§ **THE TASK**
Identify, in the records below, every line where the string "that" appears, and copy each such line.

[Stored data]
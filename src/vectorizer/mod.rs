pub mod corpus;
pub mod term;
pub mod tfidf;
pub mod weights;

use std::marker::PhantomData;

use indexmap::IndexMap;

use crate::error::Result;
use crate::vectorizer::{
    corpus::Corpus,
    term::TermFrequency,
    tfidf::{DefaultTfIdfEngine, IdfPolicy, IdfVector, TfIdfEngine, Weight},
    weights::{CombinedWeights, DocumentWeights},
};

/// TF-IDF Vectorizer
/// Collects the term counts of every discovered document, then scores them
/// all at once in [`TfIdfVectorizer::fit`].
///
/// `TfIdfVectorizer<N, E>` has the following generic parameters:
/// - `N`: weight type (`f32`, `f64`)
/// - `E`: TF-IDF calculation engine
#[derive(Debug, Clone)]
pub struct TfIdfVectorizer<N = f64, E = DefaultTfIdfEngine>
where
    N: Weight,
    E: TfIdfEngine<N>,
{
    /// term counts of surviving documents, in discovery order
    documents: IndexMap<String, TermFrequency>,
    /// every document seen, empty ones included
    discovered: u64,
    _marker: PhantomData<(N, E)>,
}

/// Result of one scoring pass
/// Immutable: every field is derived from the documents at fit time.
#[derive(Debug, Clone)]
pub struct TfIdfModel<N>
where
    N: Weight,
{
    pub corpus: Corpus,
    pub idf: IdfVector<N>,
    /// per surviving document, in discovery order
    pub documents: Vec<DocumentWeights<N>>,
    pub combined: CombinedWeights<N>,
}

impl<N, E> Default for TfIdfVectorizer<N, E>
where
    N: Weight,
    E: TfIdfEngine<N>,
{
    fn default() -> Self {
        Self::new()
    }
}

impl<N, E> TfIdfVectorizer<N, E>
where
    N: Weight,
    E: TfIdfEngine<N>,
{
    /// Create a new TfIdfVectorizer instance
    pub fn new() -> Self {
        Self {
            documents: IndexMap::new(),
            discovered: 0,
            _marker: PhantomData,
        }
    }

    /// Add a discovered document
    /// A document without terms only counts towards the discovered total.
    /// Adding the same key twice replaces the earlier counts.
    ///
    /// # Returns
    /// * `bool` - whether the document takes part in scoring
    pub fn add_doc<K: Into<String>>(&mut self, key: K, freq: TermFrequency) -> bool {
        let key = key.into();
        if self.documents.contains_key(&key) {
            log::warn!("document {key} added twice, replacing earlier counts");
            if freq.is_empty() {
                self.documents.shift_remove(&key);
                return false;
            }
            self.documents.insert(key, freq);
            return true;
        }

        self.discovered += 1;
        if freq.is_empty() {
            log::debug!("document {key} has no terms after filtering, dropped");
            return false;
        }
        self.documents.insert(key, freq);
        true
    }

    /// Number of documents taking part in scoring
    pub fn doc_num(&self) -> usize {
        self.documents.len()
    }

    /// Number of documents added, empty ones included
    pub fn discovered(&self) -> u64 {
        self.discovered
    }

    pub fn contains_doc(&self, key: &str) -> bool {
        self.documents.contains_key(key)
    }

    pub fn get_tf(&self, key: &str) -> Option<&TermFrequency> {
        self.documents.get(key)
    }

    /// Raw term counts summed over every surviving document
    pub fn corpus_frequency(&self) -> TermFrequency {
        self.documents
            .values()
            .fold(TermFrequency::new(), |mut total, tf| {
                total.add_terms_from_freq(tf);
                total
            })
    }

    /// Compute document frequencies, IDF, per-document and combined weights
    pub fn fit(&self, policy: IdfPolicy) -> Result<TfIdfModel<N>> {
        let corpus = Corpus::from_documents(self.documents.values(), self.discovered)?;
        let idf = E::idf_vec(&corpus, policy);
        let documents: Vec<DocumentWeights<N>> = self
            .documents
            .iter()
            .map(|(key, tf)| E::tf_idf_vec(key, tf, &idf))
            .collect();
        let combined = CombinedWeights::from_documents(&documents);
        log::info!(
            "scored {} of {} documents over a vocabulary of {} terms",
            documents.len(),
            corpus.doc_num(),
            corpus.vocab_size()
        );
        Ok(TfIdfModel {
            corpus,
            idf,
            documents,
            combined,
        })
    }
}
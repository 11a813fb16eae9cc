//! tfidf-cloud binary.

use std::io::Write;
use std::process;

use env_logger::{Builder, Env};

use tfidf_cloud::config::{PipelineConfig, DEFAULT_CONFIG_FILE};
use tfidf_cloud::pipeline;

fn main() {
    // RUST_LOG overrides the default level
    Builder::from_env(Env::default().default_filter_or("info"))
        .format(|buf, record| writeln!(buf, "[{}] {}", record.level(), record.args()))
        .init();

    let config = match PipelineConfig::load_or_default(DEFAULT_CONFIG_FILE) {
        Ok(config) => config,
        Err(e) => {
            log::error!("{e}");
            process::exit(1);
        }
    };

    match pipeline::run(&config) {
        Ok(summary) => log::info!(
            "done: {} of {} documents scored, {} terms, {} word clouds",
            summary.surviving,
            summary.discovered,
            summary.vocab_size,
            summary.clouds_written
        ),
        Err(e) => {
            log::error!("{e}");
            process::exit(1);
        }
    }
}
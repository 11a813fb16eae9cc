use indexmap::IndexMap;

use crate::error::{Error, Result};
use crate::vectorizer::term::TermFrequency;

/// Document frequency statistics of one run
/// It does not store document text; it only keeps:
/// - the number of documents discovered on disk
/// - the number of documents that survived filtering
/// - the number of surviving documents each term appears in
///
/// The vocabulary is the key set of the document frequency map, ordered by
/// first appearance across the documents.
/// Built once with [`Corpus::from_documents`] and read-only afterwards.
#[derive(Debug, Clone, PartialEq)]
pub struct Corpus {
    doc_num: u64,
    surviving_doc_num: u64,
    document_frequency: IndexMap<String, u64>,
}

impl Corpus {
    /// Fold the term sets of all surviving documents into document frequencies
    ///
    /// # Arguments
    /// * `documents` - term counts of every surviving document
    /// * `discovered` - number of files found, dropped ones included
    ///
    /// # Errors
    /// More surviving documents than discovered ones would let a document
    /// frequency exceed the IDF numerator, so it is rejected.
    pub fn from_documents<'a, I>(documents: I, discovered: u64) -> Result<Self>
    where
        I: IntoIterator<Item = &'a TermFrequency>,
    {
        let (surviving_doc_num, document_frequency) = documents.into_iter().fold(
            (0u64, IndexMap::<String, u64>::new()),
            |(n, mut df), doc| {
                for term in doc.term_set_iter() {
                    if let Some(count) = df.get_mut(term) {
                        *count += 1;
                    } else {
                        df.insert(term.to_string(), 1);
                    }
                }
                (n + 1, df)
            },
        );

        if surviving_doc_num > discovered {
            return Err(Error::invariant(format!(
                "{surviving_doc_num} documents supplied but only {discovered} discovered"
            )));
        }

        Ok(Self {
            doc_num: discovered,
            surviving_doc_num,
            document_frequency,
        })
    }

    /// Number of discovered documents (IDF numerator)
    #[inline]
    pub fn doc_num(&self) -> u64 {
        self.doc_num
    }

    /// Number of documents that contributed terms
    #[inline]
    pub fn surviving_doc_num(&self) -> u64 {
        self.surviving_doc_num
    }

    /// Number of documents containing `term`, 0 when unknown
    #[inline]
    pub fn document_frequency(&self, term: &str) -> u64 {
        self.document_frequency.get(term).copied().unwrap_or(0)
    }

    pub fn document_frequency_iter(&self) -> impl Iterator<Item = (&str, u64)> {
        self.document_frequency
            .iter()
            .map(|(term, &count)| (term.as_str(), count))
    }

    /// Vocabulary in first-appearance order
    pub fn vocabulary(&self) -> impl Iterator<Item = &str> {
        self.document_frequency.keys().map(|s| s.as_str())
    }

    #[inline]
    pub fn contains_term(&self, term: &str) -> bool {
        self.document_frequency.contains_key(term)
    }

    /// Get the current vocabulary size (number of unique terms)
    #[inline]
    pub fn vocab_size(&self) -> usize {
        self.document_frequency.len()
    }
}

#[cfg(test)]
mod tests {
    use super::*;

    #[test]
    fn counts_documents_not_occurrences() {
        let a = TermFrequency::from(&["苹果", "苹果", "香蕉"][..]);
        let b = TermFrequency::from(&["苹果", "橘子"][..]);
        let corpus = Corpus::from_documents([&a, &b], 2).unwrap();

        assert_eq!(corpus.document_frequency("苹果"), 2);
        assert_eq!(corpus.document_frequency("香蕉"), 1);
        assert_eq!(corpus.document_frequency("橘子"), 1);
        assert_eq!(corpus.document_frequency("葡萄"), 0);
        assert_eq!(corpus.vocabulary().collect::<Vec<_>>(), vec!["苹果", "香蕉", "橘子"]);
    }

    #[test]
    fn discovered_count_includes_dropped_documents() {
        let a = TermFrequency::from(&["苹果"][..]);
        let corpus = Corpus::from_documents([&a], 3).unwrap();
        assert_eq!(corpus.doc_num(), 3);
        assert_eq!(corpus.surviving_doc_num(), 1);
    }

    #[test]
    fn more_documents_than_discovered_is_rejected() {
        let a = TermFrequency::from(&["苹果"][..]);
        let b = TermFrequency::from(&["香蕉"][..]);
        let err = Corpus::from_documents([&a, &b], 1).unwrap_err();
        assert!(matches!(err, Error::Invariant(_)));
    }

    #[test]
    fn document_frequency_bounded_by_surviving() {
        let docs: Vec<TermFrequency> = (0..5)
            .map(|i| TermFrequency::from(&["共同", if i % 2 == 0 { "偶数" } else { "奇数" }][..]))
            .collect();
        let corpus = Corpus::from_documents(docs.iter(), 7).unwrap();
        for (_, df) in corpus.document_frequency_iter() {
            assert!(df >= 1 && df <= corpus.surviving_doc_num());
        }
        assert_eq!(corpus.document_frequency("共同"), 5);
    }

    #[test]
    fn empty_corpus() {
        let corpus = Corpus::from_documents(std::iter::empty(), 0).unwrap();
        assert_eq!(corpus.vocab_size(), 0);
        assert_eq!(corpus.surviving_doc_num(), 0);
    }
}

§ **REPLY TO THE EXERCISE**
/// - the number of documents that survived filtering
    /// Number of documents that contributed terms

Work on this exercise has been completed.